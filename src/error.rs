use thiserror::Error;

pub type Result<T> = std::result::Result<T, Error>;

#[derive(Error, Debug)]
#[non_exhaustive]
pub enum Error {
    #[error(transparent)]
    IO(#[from] std::io::Error),
    #[error("invalid file format (magic header {found:?})")]
    InvalidFormat { found: [u8; 2] },
    #[error("the degree of the tree must be at least 2, but was {0}")]
    DegreeTooSmall(u8),
    #[error("the degree of the tree must be at most 128, but was {0}")]
    DegreeTooLarge(u8),
    #[error("the file descriptor contains an invalid tree degree {0}")]
    InvalidStoredDegree(i16),
    #[error("a node block needs {expected} bytes, but only {actual} bytes are available")]
    BlockTooSmall { expected: usize, actual: usize },
    #[error("node at position {position} has {size} keys, but can only hold {capacity}")]
    CorruptNode {
        position: i64,
        size: usize,
        capacity: usize,
    },
    #[error(transparent)]
    IntConversion(#[from] std::num::TryFromIntError),
    #[error(transparent)]
    SliceConversion(#[from] std::array::TryFromSliceError),
}
use std::{
    ops::{Bound, RangeBounds},
    path::Path,
};

use crate::{
    error::Result,
    file::{BlockFile, BlockStore},
    node::codec::node_block_size,
    check_degree, BtreeConfig, Node,
};

/// B-tree index with `i32` keys and values, persisted in a [`BlockStore`].
///
/// Only the root node is kept in memory. Every other node is read from the
/// store when needed and dropped afterwards, so nodes refer to each other only
/// by their block position.
///
/// Inserting a key that already exists does not replace the existing entry,
/// but adds a second entry with the same key.
/// Deleting entries is not supported.
///
/// Changes to the root position are only persisted when the index is closed with
/// [`BtreeIndex::close`]. If an operation fails, you should assume that the whole
/// index is corrupted.
pub struct BtreeIndex<S = BlockFile>
where
    S: BlockStore,
{
    store: S,
    root: Node,
    config: BtreeConfig,
}

impl BtreeIndex<BlockFile> {
    /// Create a new file at the given path, containing an empty tree.
    ///
    /// An existing file at this path is overwritten.
    pub fn create(path: &Path, config: BtreeConfig) -> Result<BtreeIndex<BlockFile>> {
        let degree = check_degree(config.degree())?;
        let page_size = node_block_size(degree).try_into()?;
        let store = BlockFile::create(path, degree, page_size)?;
        BtreeIndex::with_store(store, config)
    }

    /// Open a tree from an existing file.
    ///
    /// The degree of the tree is always read from the file.
    pub fn open(path: &Path, config: BtreeConfig) -> Result<BtreeIndex<BlockFile>> {
        let store = BlockFile::open(path)?;
        BtreeIndex::from_store(store, config)
    }
}

impl<S> BtreeIndex<S>
where
    S: BlockStore,
{
    /// Initialize a new tree with an empty root leaf in a freshly created store.
    pub fn with_store(mut store: S, config: BtreeConfig) -> Result<BtreeIndex<S>> {
        let config = config.with_degree(store.tree_degree());
        let mut root = Node::new(store.tree_degree(), true);
        root.position = store.allocate_block()?;
        store.write_node(&root)?;
        store.update_root_position(root.position);
        log::debug!(
            "Created tree with degree {} and root at position {}",
            config.degree(),
            root.position
        );

        Ok(BtreeIndex {
            store,
            root,
            config,
        })
    }

    /// Load an existing tree from a store, starting at the root recorded in its descriptor.
    pub fn from_store(store: S, config: BtreeConfig) -> Result<BtreeIndex<S>> {
        if config.degree() != store.tree_degree() {
            log::debug!(
                "Using stored degree {} instead of configured degree {}",
                store.tree_degree(),
                config.degree()
            );
        }
        let config = config.with_degree(store.tree_degree());
        let root = store.load_node(store.root_block())?;
        log::debug!(
            "Opened tree with degree {} and root at position {}",
            config.degree(),
            root.position
        );

        Ok(BtreeIndex {
            store,
            root,
            config,
        })
    }

    pub fn degree(&self) -> u8 {
        self.config.degree()
    }

    /// The root node, which is always held in memory.
    pub fn root(&self) -> &Node {
        &self.root
    }

    /// Read the node stored at the given block position.
    pub fn read_node(&self, position: i64) -> Result<Node> {
        self.store.load_node(position)
    }

    pub fn store(&self) -> &S {
        &self.store
    }

    /// Searches for a key and returns the node containing it and the index of the key in that node.
    pub fn find(&self, key: i32) -> Result<Option<(Node, usize)>> {
        self.find_in(&self.root, key)
    }

    fn find_in(&self, node: &Node, key: i32) -> Result<Option<(Node, usize)>> {
        let i = node.position_for(key);
        if node.key(i) == Some(key) {
            Ok(Some((node.clone(), i)))
        } else if node.is_leaf() {
            Ok(None)
        } else {
            // search in the matching child node
            let child = self.store.load_node(node.children[i])?;
            self.find_in(&child, key)
        }
    }

    /// Searches for a key in the index and returns the value if found.
    pub fn get(&self, key: i32) -> Result<Option<i32>> {
        Ok(self.find(key)?.and_then(|(node, i)| node.value(i)))
    }

    /// Returns whether the index contains the given key.
    pub fn contains_key(&self, key: i32) -> Result<bool> {
        Ok(self.find(key)?.is_some())
    }

    /// Number of levels in the tree, which is 1 if the root is a leaf.
    pub fn height(&self) -> Result<usize> {
        let mut height = 1;
        if self.root.is_leaf() {
            return Ok(height);
        }
        let mut node = self.store.load_node(self.root.children[0])?;
        height += 1;
        while !node.is_leaf() {
            node = self.store.load_node(node.children[0])?;
            height += 1;
        }
        Ok(height)
    }

    /// Insert a new entry into the index.
    pub fn insert(&mut self, key: i32, value: i32) -> Result<()> {
        if self.root.is_full() {
            // Create a new root node, because the current will become full
            let mut new_root = Node::new(self.degree(), false);
            new_root.position = self.store.allocate_block()?;
            new_root.children[0] = self.root.position;

            let mut old_root = std::mem::replace(&mut self.root, new_root);
            self.store.update_root_position(self.root.position);
            split_child(&mut self.store, &mut self.root, &mut old_root, 0)?;
            log::debug!("Tree grew to a new root at position {}", self.root.position);
        }
        insert_nonfull(&mut self.store, &mut self.root, key, value)
    }

    /// Return an iterator over a range of keys, in ascending order.
    ///
    /// If you want to iterate over all entries of the index, use the unbounded `..` range.
    ///
    /// # Example
    ///
    /// ```rust
    /// use disk_btree_index::{BtreeConfig, BtreeIndex, Error, MemoryBlockFile};
    ///
    /// fn main() -> std::result::Result<(), Error> {
    ///     let store = MemoryBlockFile::create(2, 58)?;
    ///     let mut b = BtreeIndex::with_store(store, BtreeConfig::default())?;
    ///     b.insert(1, 2)?;
    ///     b.insert(200, 4)?;
    ///     b.insert(20, 3)?;
    ///
    ///     let entries: Vec<_> = b.range(10..)?.collect::<Result<_, _>>()?;
    ///     assert_eq!(vec![(20, 3), (200, 4)], entries);
    ///     Ok(())
    /// }
    /// ```
    pub fn range<R>(&self, range: R) -> Result<Range<'_, S>>
    where
        R: RangeBounds<i32>,
    {
        let start = range.start_bound().cloned();
        let end = range.end_bound().cloned();
        let mut stack = find_range(&self.root, (start, end));
        // The range is sorted by smallest first, but popping values from the end of the
        // stack is more effective
        stack.reverse();

        Ok(Range {
            stack,
            start,
            end,
            store: &self.store,
        })
    }

    /// Persist the descriptor and release the store.
    pub fn close(mut self) -> Result<()> {
        self.store.update_descriptor()?;
        if self.config.sync_on_close {
            self.store.sync()?;
        }
        log::debug!("Closing tree with root at position {}", self.root.position);
        self.store.close()
    }
}

fn insert_nonfull<S: BlockStore>(
    store: &mut S,
    node: &mut Node,
    key: i32,
    value: i32,
) -> Result<()> {
    let mut i = node.position_for(key);
    if node.is_leaf() {
        node.insert_at(i, key, value);
        store.write_node(node)
    } else {
        let mut child = store.load_node(node.children[i])?;
        // If the child is full, we need to split it
        if child.is_full() {
            split_child(store, node, &mut child, i)?;
            if key > node.keys[i] {
                // Key is now larger than the promoted separator, use the newly created right child
                i += 1;
                child = store.load_node(node.children[i])?;
            }
        }
        insert_nonfull(store, &mut child, key, value)
    }
}

/// Split the full node `child`, which is the child of `parent` at the given index.
///
/// The upper half of the entries moves to a new sibling node right of `child`,
/// the middle entry moves up into `parent`.
fn split_child<S: BlockStore>(
    store: &mut S,
    parent: &mut Node,
    child: &mut Node,
    index: usize,
) -> Result<()> {
    let t = usize::from(child.degree());

    let mut sibling = Node::new(child.degree(), child.leaf);
    sibling.position = store.allocate_block()?;
    sibling.keys[..(t - 1)].copy_from_slice(&child.keys[t..(2 * t - 1)]);
    sibling.values[..(t - 1)].copy_from_slice(&child.values[t..(2 * t - 1)]);
    if !child.leaf {
        sibling.children[..t].copy_from_slice(&child.children[t..(2 * t)]);
    }
    sibling.size = child.degree() - 1;

    parent.insert_separator(
        index,
        child.keys[t - 1],
        child.values[t - 1],
        sibling.position,
    );
    child.size = child.degree() - 1;

    log::trace!(
        "Split node {} at index {} of parent {}, new sibling at {}",
        child.position,
        index,
        parent.position,
        sibling.position
    );

    store.write_node(parent)?;
    store.write_node(&sibling)?;
    store.write_node(child)?;
    Ok(())
}

enum StackEntry {
    Child(i64),
    Entry(i32, i32),
}

/// Returns the entries and children of a node that can overlap the range, in ascending order.
fn find_range(node: &Node, (start, end): (Bound<i32>, Bound<i32>)) -> Vec<StackEntry> {
    let below_start = |k: i32| match start {
        Bound::Included(s) => k < s,
        Bound::Excluded(s) => k <= s,
        Bound::Unbounded => false,
    };
    let above_end = |k: i32| match end {
        Bound::Included(e) => k > e,
        Bound::Excluded(e) => k >= e,
        Bound::Unbounded => false,
    };

    let mut result = Vec::new();
    for i in 0..=node.len() {
        // Child i only contains keys between the keys at i-1 and i
        if !node.is_leaf() {
            let upper = node.key(i);
            let lower = if i > 0 { node.key(i - 1) } else { None };
            if !upper.map_or(false, below_start) && !lower.map_or(false, above_end) {
                result.push(StackEntry::Child(node.children[i]));
            }
        }
        if let Some(k) = node.key(i) {
            if !below_start(k) && !above_end(k) {
                result.push(StackEntry::Entry(k, node.values[i]));
            }
        }
    }
    result
}

/// Iterator over the entries of a [`BtreeIndex`] in ascending key order.
pub struct Range<'a, S> {
    start: Bound<i32>,
    end: Bound<i32>,
    store: &'a S,
    stack: Vec<StackEntry>,
}

impl<'a, S> Iterator for Range<'a, S>
where
    S: BlockStore,
{
    type Item = Result<(i32, i32)>;

    fn next(&mut self) -> Option<Self::Item> {
        while let Some(e) = self.stack.pop() {
            match e {
                StackEntry::Child(position) => match self.store.load_node(position) {
                    Ok(c) => {
                        // Add all entries for this child node on the stack
                        let mut new_elements = find_range(&c, (self.start, self.end));
                        new_elements.reverse();
                        self.stack.extend(new_elements);
                    }
                    Err(e) => return Some(Err(e)),
                },
                StackEntry::Entry(key, value) => return Some(Ok((key, value))),
            }
        }

        None
    }
}
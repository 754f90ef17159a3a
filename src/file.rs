use std::{
    fs::{File, OpenOptions},
    io::{Read, Seek, SeekFrom, Write},
    path::Path,
};

use binary_layout::prelude::*;

use crate::{
    error::Result,
    node::codec::{decode_into, encode, node_block_size},
    check_degree, Error, Node, MAX_DEGREE, MIN_DEGREE,
};

mod memory;

pub use memory::MemoryBlockFile;

/// Two bytes at the start of every file that identify the format.
pub const MAGIC: [u8; 2] = [64, 62];

/// Size of the magic bytes and the descriptor.
/// The first node block starts directly after it.
pub const HEADER_SIZE: usize = MAGIC.len() + DESCRIPTOR_SIZE;

const DESCRIPTOR_SIZE: usize = 20;

define_layout!(descriptor_layout, LittleEndian, {
    tree_degree: i16,
    page_size: i16,
    root_block_position: i64,
    first_free_block: i64,
});

/// Small record after the magic bytes, needed to open an existing tree.
#[derive(Clone, Debug, PartialEq, Eq)]
pub struct Descriptor {
    pub tree_degree: i16,
    pub page_size: i16,
    pub root_block_position: i64,
    /// Offset of the next block to allocate. This is only ever increased.
    pub first_free_block: i64,
}

impl Descriptor {
    fn new(degree: u8, page_size: i16) -> Descriptor {
        Descriptor {
            tree_degree: i16::from(degree),
            page_size,
            root_block_position: 0,
            first_free_block: HEADER_SIZE as i64,
        }
    }

    /// Parse the magic bytes and the descriptor from the beginning of a file.
    pub fn read_header(buffer: &[u8]) -> Result<Descriptor> {
        if buffer.len() < HEADER_SIZE {
            return Err(Error::BlockTooSmall {
                expected: HEADER_SIZE,
                actual: buffer.len(),
            });
        }
        if buffer[0..MAGIC.len()] != MAGIC {
            return Err(Error::InvalidFormat {
                found: buffer[0..MAGIC.len()].try_into()?,
            });
        }

        let view = descriptor_layout::View::new(&buffer[MAGIC.len()..HEADER_SIZE]);
        Ok(Descriptor {
            tree_degree: view.tree_degree().read(),
            page_size: view.page_size().read(),
            root_block_position: view.root_block_position().read(),
            first_free_block: view.first_free_block().read(),
        })
    }

    /// Serialize the magic bytes and the descriptor.
    pub fn to_header(&self) -> [u8; HEADER_SIZE] {
        let mut buffer = [0; HEADER_SIZE];
        buffer[0..MAGIC.len()].copy_from_slice(&MAGIC);
        self.write(&mut buffer[MAGIC.len()..]);
        buffer
    }

    /// Serialize only the descriptor, without the magic bytes.
    fn write(&self, buffer: &mut [u8]) {
        let mut view = descriptor_layout::View::new(buffer);
        view.tree_degree_mut().write(self.tree_degree);
        view.page_size_mut().write(self.page_size);
        view.root_block_position_mut()
            .write(self.root_block_position);
        view.first_free_block_mut().write(self.first_free_block);
    }

    /// The degree of the tree, if it is in the supported range.
    pub fn degree(&self) -> Result<u8> {
        match u8::try_from(self.tree_degree) {
            Ok(degree) if (MIN_DEGREE..=MAX_DEGREE).contains(&degree) => Ok(degree),
            _ => Err(Error::InvalidStoredDegree(self.tree_degree)),
        }
    }

    fn check_page_size(&self, degree: u8) {
        let block_size = node_block_size(degree);
        if usize::try_from(self.page_size).ok() != Some(block_size) {
            log::warn!(
                "Page size {} in descriptor does not match the node block size {} for degree {}",
                self.page_size,
                block_size,
                degree
            );
        }
    }

    /// Move the allocation pointer by one block and return the old value.
    fn bump(&mut self, block_size: usize) -> Result<i64> {
        let position = self.first_free_block;
        let block_size: i64 = block_size.try_into()?;
        self.first_free_block += block_size;
        log::trace!("Allocated block at position {}", position);
        Ok(position)
    }
}

/// Positional storage for the blocks of a single tree.
///
/// Implementations own the descriptor and a bump allocator for new blocks.
/// Blocks are never freed or reused.
pub trait BlockStore {
    /// Reserve space for a new node and return its position.
    ///
    /// Nothing is written, the caller is expected to write the node afterwards.
    fn allocate_block(&mut self) -> Result<i64>;

    /// Read the block at the position of the given node into its arrays.
    fn read_node(&self, node: &mut Node) -> Result<()>;

    /// Write the node to the block at its position, replacing whatever was stored there.
    fn write_node(&mut self, node: &Node) -> Result<()>;

    /// Change the root position in the in-memory descriptor.
    ///
    /// The change is only persisted by [`BlockStore::update_descriptor`].
    fn update_root_position(&mut self, position: i64);

    fn tree_degree(&self) -> u8;

    fn root_block(&self) -> i64;

    /// Persist the in-memory descriptor.
    fn update_descriptor(&mut self) -> Result<()>;

    /// Make sure all written data is durable.
    fn sync(&mut self) -> Result<()> {
        Ok(())
    }

    /// Release the underlying resources.
    fn close(self) -> Result<()>
    where
        Self: Sized;

    /// Read the node stored at the given position.
    fn load_node(&self, position: i64) -> Result<Node> {
        let mut node = Node::new(self.tree_degree(), false);
        node.position = position;
        self.read_node(&mut node)?;
        Ok(node)
    }
}

/// Block store backed by a file on disk.
pub struct BlockFile {
    file: File,
    descriptor: Descriptor,
    degree: u8,
    block_size: usize,
}

impl BlockFile {
    /// Create (or truncate) the file and write the header to it.
    pub fn create(path: &Path, degree: u8, page_size: i16) -> Result<BlockFile> {
        let degree = check_degree(degree)?;
        let mut file = OpenOptions::new()
            .read(true)
            .write(true)
            .create(true)
            .truncate(true)
            .open(path)?;

        let descriptor = Descriptor::new(degree, page_size);
        file.write_all(&descriptor.to_header())?;
        log::debug!(
            "Created block file {} with degree {}",
            path.display(),
            degree
        );

        Ok(BlockFile {
            file,
            descriptor,
            degree,
            block_size: node_block_size(degree),
        })
    }

    /// Open an existing file and read its header.
    pub fn open(path: &Path) -> Result<BlockFile> {
        let mut file = OpenOptions::new().read(true).write(true).open(path)?;

        let mut header = [0; HEADER_SIZE];
        file.read_exact(&mut header)?;
        let descriptor = Descriptor::read_header(&header)?;
        let degree = descriptor.degree()?;
        descriptor.check_page_size(degree);
        log::debug!(
            "Opened block file {} with degree {} and root at position {}",
            path.display(),
            degree,
            descriptor.root_block_position
        );

        Ok(BlockFile {
            file,
            descriptor,
            degree,
            block_size: node_block_size(degree),
        })
    }

    pub fn descriptor(&self) -> &Descriptor {
        &self.descriptor
    }
}

impl BlockStore for BlockFile {
    fn allocate_block(&mut self) -> Result<i64> {
        self.descriptor.bump(self.block_size)
    }

    fn read_node(&self, node: &mut Node) -> Result<()> {
        let mut block = vec![0; self.block_size];
        // Reading and seeking only need a shared reference to the file
        let mut file = &self.file;
        file.seek(SeekFrom::Start(node.position.try_into()?))?;
        file.read_exact(&mut block)?;
        decode_into(&block, node)
    }

    fn write_node(&mut self, node: &Node) -> Result<()> {
        self.file.seek(SeekFrom::Start(node.position.try_into()?))?;
        self.file.write_all(&encode(node))?;
        Ok(())
    }

    fn update_root_position(&mut self, position: i64) {
        self.descriptor.root_block_position = position;
    }

    fn tree_degree(&self) -> u8 {
        self.degree
    }

    fn root_block(&self) -> i64 {
        self.descriptor.root_block_position
    }

    fn update_descriptor(&mut self) -> Result<()> {
        let header = self.descriptor.to_header();
        self.file.seek(SeekFrom::Start(MAGIC.len() as u64))?;
        self.file.write_all(&header[MAGIC.len()..])?;
        Ok(())
    }

    fn sync(&mut self) -> Result<()> {
        self.file.flush()?;
        self.file.sync_all()?;
        Ok(())
    }

    fn close(mut self) -> Result<()> {
        self.file.flush()?;
        log::debug!(
            "Closed block file with {} bytes allocated",
            self.descriptor.first_free_block
        );
        Ok(())
    }
}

........

- EXERCISE PROMPT -
State the number of lines in the material above that hold the word "Included", adding nothing else.

- SOLUTION -
2